### Exercise data:

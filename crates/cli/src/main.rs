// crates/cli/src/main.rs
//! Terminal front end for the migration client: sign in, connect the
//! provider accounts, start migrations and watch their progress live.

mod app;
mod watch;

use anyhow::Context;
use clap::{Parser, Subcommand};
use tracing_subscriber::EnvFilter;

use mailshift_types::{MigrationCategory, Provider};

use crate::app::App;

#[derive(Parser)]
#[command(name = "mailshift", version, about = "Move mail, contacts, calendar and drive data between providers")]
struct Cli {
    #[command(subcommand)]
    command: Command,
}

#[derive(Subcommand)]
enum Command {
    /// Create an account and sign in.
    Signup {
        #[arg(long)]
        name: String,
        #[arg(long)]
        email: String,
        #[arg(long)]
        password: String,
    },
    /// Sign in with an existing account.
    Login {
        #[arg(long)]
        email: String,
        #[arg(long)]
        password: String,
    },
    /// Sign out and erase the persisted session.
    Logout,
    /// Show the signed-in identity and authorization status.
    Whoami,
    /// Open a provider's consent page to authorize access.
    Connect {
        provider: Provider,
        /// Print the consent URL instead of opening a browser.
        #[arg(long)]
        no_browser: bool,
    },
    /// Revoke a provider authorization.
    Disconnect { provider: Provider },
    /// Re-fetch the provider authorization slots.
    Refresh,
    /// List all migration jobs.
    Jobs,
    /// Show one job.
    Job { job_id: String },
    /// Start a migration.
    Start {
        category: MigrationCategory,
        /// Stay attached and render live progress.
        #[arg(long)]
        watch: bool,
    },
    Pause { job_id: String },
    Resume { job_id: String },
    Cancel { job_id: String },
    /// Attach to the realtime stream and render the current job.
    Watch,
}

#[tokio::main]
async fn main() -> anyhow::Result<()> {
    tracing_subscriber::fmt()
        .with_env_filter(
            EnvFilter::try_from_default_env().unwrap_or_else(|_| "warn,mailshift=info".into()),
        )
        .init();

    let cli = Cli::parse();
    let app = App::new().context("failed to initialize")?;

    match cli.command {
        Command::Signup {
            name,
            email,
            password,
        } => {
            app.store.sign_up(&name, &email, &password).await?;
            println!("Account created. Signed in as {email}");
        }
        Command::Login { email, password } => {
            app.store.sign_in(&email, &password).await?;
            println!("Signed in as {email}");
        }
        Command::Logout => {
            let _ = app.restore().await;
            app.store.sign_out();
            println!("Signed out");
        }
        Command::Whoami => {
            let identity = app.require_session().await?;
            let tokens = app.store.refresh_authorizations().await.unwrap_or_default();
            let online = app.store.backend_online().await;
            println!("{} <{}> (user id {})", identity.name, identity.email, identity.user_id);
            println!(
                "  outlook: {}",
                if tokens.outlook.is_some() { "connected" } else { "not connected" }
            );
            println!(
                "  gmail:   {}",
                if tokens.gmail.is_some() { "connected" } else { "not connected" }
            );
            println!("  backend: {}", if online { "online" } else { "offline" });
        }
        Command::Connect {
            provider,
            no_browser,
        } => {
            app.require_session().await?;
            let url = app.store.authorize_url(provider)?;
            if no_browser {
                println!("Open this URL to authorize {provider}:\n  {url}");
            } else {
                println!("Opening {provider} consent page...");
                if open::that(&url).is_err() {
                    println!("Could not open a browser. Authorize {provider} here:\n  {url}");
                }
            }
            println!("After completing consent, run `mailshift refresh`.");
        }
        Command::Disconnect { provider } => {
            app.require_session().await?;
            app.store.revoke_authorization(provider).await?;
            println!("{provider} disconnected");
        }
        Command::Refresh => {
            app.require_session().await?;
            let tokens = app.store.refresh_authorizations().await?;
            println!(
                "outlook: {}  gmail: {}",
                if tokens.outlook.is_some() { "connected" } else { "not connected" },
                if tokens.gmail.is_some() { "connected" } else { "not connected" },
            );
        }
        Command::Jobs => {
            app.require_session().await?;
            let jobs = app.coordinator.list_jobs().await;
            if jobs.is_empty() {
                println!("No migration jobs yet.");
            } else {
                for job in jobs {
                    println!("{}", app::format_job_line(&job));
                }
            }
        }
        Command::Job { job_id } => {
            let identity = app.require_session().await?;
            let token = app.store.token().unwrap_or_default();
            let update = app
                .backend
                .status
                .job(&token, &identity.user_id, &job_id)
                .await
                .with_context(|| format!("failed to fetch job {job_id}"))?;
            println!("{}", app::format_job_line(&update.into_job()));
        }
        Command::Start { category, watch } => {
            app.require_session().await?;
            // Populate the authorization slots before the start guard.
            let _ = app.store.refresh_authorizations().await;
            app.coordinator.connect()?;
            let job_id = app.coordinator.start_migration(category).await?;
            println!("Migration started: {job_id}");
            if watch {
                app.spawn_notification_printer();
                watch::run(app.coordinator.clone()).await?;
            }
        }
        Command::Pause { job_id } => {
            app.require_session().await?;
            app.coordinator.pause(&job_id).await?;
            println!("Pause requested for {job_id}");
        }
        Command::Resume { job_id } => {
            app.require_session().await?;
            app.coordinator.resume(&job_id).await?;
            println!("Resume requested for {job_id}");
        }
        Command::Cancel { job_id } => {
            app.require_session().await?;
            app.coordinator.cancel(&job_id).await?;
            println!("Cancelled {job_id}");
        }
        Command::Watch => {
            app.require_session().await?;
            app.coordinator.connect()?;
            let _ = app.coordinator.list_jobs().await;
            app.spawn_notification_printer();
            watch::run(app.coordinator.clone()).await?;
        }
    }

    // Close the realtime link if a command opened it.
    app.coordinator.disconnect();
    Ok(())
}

==

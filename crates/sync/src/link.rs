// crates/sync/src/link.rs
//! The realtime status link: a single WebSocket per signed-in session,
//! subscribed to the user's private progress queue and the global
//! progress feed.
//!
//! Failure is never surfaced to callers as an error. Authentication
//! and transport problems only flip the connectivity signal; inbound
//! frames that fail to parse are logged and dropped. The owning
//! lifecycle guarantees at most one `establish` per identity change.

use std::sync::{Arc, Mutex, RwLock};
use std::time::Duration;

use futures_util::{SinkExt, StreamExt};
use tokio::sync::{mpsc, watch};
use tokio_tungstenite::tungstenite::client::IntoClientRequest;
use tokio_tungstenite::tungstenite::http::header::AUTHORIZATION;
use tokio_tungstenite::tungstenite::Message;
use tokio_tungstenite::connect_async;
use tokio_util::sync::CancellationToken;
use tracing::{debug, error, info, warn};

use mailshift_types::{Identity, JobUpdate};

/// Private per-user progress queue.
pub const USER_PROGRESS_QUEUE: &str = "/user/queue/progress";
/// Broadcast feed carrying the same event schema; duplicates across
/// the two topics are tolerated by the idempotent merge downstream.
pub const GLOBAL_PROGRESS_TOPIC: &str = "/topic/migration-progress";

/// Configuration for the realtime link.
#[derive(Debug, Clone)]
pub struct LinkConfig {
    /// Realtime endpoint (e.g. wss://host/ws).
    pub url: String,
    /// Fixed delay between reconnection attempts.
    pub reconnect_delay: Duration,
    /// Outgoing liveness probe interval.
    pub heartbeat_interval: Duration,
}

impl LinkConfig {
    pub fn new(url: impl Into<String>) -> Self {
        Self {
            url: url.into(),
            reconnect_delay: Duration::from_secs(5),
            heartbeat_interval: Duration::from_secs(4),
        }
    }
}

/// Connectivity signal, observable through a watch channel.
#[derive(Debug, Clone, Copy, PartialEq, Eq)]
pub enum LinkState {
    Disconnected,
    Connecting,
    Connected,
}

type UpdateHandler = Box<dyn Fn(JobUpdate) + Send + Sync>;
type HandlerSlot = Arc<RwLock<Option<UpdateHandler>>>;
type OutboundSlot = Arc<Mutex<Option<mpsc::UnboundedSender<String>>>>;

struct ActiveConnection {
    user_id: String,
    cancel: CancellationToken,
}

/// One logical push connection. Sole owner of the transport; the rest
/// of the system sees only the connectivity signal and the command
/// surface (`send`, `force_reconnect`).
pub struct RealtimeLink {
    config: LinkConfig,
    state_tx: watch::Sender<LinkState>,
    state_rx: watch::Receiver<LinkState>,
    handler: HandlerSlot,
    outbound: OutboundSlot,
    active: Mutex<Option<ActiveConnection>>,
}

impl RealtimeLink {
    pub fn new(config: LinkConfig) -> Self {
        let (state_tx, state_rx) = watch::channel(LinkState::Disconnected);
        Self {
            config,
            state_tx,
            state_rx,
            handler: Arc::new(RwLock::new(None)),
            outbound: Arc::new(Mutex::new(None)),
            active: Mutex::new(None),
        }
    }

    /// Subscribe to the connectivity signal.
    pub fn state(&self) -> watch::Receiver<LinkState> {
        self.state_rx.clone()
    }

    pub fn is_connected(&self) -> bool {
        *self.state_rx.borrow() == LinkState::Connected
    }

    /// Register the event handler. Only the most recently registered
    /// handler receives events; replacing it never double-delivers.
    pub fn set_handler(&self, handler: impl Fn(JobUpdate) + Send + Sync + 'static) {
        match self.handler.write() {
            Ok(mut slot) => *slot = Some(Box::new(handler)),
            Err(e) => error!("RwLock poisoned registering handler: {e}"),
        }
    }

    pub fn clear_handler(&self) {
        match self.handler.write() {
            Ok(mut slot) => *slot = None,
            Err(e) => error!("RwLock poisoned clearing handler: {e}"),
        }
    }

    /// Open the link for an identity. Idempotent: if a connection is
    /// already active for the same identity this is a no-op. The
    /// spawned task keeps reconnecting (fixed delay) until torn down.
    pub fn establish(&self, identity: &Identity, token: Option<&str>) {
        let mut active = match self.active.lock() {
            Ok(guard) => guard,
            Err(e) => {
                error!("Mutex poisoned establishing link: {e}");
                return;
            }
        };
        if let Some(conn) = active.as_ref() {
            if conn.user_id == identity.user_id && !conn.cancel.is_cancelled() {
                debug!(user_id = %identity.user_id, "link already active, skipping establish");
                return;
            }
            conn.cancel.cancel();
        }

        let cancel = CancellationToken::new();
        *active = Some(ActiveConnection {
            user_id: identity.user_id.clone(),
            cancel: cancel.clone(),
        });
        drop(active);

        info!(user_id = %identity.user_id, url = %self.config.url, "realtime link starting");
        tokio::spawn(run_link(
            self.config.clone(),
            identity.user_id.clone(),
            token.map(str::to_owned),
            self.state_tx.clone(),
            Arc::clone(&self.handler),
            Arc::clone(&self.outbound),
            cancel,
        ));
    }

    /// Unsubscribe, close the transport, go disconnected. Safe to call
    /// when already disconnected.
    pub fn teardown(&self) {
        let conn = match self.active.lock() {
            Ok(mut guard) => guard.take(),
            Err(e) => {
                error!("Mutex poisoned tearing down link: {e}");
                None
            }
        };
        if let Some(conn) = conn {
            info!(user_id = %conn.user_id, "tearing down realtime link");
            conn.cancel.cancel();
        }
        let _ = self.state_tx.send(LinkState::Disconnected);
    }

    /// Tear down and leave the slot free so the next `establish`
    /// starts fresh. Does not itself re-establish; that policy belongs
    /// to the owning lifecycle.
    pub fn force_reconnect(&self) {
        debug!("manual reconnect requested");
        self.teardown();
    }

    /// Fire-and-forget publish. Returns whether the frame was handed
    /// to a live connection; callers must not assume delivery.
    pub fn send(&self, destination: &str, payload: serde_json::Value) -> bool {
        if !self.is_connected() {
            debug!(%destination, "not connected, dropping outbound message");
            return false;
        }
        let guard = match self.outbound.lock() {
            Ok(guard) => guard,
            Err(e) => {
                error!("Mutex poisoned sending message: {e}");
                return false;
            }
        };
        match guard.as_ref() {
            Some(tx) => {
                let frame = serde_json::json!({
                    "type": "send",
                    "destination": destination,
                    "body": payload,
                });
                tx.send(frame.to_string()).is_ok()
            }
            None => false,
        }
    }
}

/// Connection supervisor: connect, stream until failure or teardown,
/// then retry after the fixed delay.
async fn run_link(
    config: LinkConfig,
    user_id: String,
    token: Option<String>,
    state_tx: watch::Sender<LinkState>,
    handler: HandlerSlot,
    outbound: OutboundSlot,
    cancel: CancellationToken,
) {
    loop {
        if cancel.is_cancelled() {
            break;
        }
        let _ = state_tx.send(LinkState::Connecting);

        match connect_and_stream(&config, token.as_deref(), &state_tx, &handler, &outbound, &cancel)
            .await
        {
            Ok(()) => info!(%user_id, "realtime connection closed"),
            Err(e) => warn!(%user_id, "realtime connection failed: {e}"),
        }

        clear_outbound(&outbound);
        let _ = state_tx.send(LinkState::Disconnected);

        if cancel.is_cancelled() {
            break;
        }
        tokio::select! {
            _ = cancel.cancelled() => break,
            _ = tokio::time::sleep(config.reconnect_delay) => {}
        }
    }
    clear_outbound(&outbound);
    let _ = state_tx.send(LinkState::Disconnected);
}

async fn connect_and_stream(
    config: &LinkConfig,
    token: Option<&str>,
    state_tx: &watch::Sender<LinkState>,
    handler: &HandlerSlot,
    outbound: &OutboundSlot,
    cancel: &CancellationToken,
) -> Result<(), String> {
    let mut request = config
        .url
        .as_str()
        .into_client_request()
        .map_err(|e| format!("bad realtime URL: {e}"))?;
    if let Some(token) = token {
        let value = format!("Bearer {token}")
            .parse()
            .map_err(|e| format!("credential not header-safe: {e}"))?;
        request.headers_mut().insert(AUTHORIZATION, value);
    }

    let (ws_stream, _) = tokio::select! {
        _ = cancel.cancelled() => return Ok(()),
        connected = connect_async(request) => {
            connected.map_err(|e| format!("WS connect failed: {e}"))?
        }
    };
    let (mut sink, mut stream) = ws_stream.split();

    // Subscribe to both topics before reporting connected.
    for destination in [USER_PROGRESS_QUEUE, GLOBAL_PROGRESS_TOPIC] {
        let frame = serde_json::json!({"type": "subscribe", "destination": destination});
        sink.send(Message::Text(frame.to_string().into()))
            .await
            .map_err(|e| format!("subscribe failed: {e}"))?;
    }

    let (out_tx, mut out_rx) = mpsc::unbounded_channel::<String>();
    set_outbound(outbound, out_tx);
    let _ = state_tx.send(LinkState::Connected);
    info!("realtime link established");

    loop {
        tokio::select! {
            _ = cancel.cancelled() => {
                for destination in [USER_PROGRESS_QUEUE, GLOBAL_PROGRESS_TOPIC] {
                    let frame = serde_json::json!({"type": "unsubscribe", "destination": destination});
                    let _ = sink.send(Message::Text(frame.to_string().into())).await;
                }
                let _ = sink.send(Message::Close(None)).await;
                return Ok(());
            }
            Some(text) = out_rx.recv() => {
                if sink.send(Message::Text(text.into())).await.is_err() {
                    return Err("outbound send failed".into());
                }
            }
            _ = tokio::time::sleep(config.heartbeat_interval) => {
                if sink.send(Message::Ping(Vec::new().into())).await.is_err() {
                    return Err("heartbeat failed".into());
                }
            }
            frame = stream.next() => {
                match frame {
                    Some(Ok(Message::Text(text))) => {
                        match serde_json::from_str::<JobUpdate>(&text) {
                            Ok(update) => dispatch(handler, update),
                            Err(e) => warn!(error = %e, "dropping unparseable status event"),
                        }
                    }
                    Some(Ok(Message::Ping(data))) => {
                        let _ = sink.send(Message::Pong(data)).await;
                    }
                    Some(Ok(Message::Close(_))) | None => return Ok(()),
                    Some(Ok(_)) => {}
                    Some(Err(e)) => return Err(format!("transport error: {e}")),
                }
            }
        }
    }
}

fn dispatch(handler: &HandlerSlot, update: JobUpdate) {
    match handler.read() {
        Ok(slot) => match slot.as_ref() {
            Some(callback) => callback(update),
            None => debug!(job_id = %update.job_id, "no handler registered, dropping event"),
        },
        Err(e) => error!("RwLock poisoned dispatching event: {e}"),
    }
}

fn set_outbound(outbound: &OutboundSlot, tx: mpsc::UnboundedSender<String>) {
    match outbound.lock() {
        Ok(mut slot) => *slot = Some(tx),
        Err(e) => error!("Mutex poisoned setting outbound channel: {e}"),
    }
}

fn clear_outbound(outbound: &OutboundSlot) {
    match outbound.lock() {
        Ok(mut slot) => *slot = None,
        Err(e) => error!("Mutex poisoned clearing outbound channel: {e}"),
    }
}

### Task directions:
Both the line containing "async fn main()" and the line containing "app.store.sign_out();" belong in the answer. Print them and every line above that falls between them exactly, and no others.

### Written response:
async fn main() -> anyhow::Result<()> {
    tracing_subscriber::fmt()
        .with_env_filter(
            EnvFilter::try_from_default_env().unwrap_or_else(|_| "warn,mailshift=info".into()),
        )
        .init();

    let cli = Cli::parse();
    let app = App::new().context("failed to initialize")?;

    match cli.command {
        Command::Signup {
            name,
            email,
            password,
        } => {
            app.store.sign_up(&name, &email, &password).await?;
            println!("Account created. Signed in as {email}");
        }
        Command::Login { email, password } => {
            app.store.sign_in(&email, &password).await?;
            println!("Signed in as {email}");
        }
        Command::Logout => {
            let _ = app.restore().await;
            app.store.sign_out();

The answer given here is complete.